[Dataset entries]
⁂

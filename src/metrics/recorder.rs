//! Metrics recorder for synchronization passes and the store host

use metrics::{counter, describe_counter, describe_gauge, describe_histogram, gauge, histogram};
use std::sync::atomic::{AtomicBool, Ordering};
use std::time::{Duration, Instant};

static METRICS_INITIALIZED: AtomicBool = AtomicBool::new(false);

/// Initialize metric descriptions (call once at startup)
pub fn init_metrics() {
    if METRICS_INITIALIZED.swap(true, Ordering::SeqCst) {
        return;
    }

    // Block counters
    describe_counter!(
        "pagesync_blocks_skipped_total",
        "Blocks identical to the reference and not transferred"
    );
    describe_counter!(
        "pagesync_blocks_written_total",
        "Blocks written to the remote store"
    );
    describe_counter!(
        "pagesync_blocks_read_total",
        "Blocks read from the remote store"
    );
    describe_counter!("pagesync_bytes_written_total", "Bytes written to the remote store");
    describe_counter!("pagesync_bytes_read_total", "Bytes read from the remote store");

    // Pass counters
    describe_counter!("pagesync_passes_started_total", "Synchronization passes started");
    describe_counter!(
        "pagesync_passes_completed_total",
        "Synchronization passes completed successfully"
    );
    describe_counter!(
        "pagesync_passes_failed_total",
        "Synchronization passes aborted by an error"
    );

    // Host
    describe_counter!(
        "pagesync_requests_served_total",
        "Requests handled by the store host"
    );
    describe_gauge!("pagesync_store_size_bytes", "Current size of the hosted store");
    describe_gauge!("pagesync_active_connections", "Open client connections");

    // Histograms
    describe_histogram!(
        "pagesync_block_write_duration_seconds",
        "Time to write a single block remotely"
    );
    describe_histogram!("pagesync_pass_duration_seconds", "Total pass duration");
    describe_histogram!(
        "pagesync_request_duration_seconds",
        "Time the host spends on one request"
    );
}

// ============== Block Operations ==============

pub fn record_block_skipped(length: u64) {
    counter!("pagesync_blocks_skipped_total").increment(1);
    histogram!("pagesync_skipped_block_bytes").record(length as f64);
}

pub fn record_block_written(length: u64, duration: Duration) {
    counter!("pagesync_blocks_written_total").increment(1);
    counter!("pagesync_bytes_written_total").increment(length);
    histogram!("pagesync_block_write_duration_seconds").record(duration.as_secs_f64());
}

pub fn record_block_read(length: u64) {
    counter!("pagesync_blocks_read_total").increment(1);
    counter!("pagesync_bytes_read_total").increment(length);
}

// ============== Pass Operations ==============

pub fn record_pass_started(direction: &'static str, source_len: u64) {
    counter!("pagesync_passes_started_total", "direction" => direction).increment(1);
    histogram!("pagesync_pass_size_bytes", "direction" => direction).record(source_len as f64);
}

pub fn record_pass_complete(direction: &'static str, duration: Duration, bytes: u64) {
    counter!("pagesync_passes_completed_total", "direction" => direction).increment(1);
    histogram!("pagesync_pass_duration_seconds", "direction" => direction)
        .record(duration.as_secs_f64());

    let secs = duration.as_secs_f64();
    if secs > 0.0 {
        histogram!("pagesync_throughput_bytes_per_second", "direction" => direction)
            .record(bytes as f64 / secs);
    }
}

pub fn record_pass_failed(direction: &'static str, reason: &'static str) {
    counter!("pagesync_passes_failed_total", "direction" => direction, "reason" => reason)
        .increment(1);
}

// ============== Host ==============

/// Record one request handled by the store host
pub fn record_request_served(method: &str, ok: bool, duration: Duration) {
    let outcome = if ok { "ok" } else { "error" };
    counter!("pagesync_requests_served_total", "method" => method.to_string(), "outcome" => outcome)
        .increment(1);
    histogram!("pagesync_request_duration_seconds").record(duration.as_secs_f64());
}

pub fn set_store_size(bytes: u64) {
    gauge!("pagesync_store_size_bytes").set(bytes as f64);
}

pub fn set_active_connections(count: usize) {
    gauge!("pagesync_active_connections").set(count as f64);
}

/// Tracks one pass from start to completion or failure
pub struct PassMetrics {
    direction: &'static str,
    start_time: Instant,
    bytes_transferred: u64,
}

impl PassMetrics {
    pub fn start(direction: &'static str, source_len: u64) -> Self {
        record_pass_started(direction, source_len);

        Self {
            direction,
            start_time: Instant::now(),
            bytes_transferred: 0,
        }
    }

    pub fn add_bytes(&mut self, bytes: u64) {
        self.bytes_transferred += bytes;
    }

    pub fn bytes_transferred(&self) -> u64 {
        self.bytes_transferred
    }

    pub fn complete(self) {
        let duration = self.start_time.elapsed();
        record_pass_complete(self.direction, duration, self.bytes_transferred);
    }

    pub fn fail(self, reason: &'static str) {
        record_pass_failed(self.direction, reason);
    }

    pub fn elapsed(&self) -> Duration {
        self.start_time.elapsed()
    }

    /// Current throughput in bytes/second
    pub fn throughput(&self) -> f64 {
        let secs = self.start_time.elapsed().as_secs_f64();
        if secs > 0.0 {
            self.bytes_transferred as f64 / secs
        } else {
            0.0
        }
    }
}

#[cfg(test)]
mod tests {
    use super::*;

    #[test]
    fn test_init_metrics() {
        // Safe to call twice
        init_metrics();
        init_metrics();
    }

    #[test]
    fn test_pass_metrics() {
        let mut metrics = PassMetrics::start("push", 1000);
        metrics.add_bytes(400);
        metrics.add_bytes(600);

        assert_eq!(metrics.bytes_transferred(), 1000);
        assert!(metrics.elapsed() >= Duration::ZERO);
        metrics.complete();
    }

    #[test]
    fn test_throughput_calculation() {
        let mut metrics = PassMetrics::start("pull", 1000);
        std::thread::sleep(Duration::from_millis(100));
        metrics.add_bytes(1000);

        let throughput = metrics.throughput();
        assert!(throughput > 1000.0 && throughput < 20000.0);
        metrics.fail("remote_read_failed");
    }
}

⁂

• [Assignment]:
Your answer should be the lines above that contain the word "length", copied out.

• [Problem solution]:
pub fn record_block_skipped(length: u64) {
    histogram!("pagesync_skipped_block_bytes").record(length as f64);
pub fn record_block_written(length: u64, duration: Duration) {
    counter!("pagesync_bytes_written_total").increment(length);
pub fn record_block_read(length: u64) {
    counter!("pagesync_bytes_read_total").increment(length);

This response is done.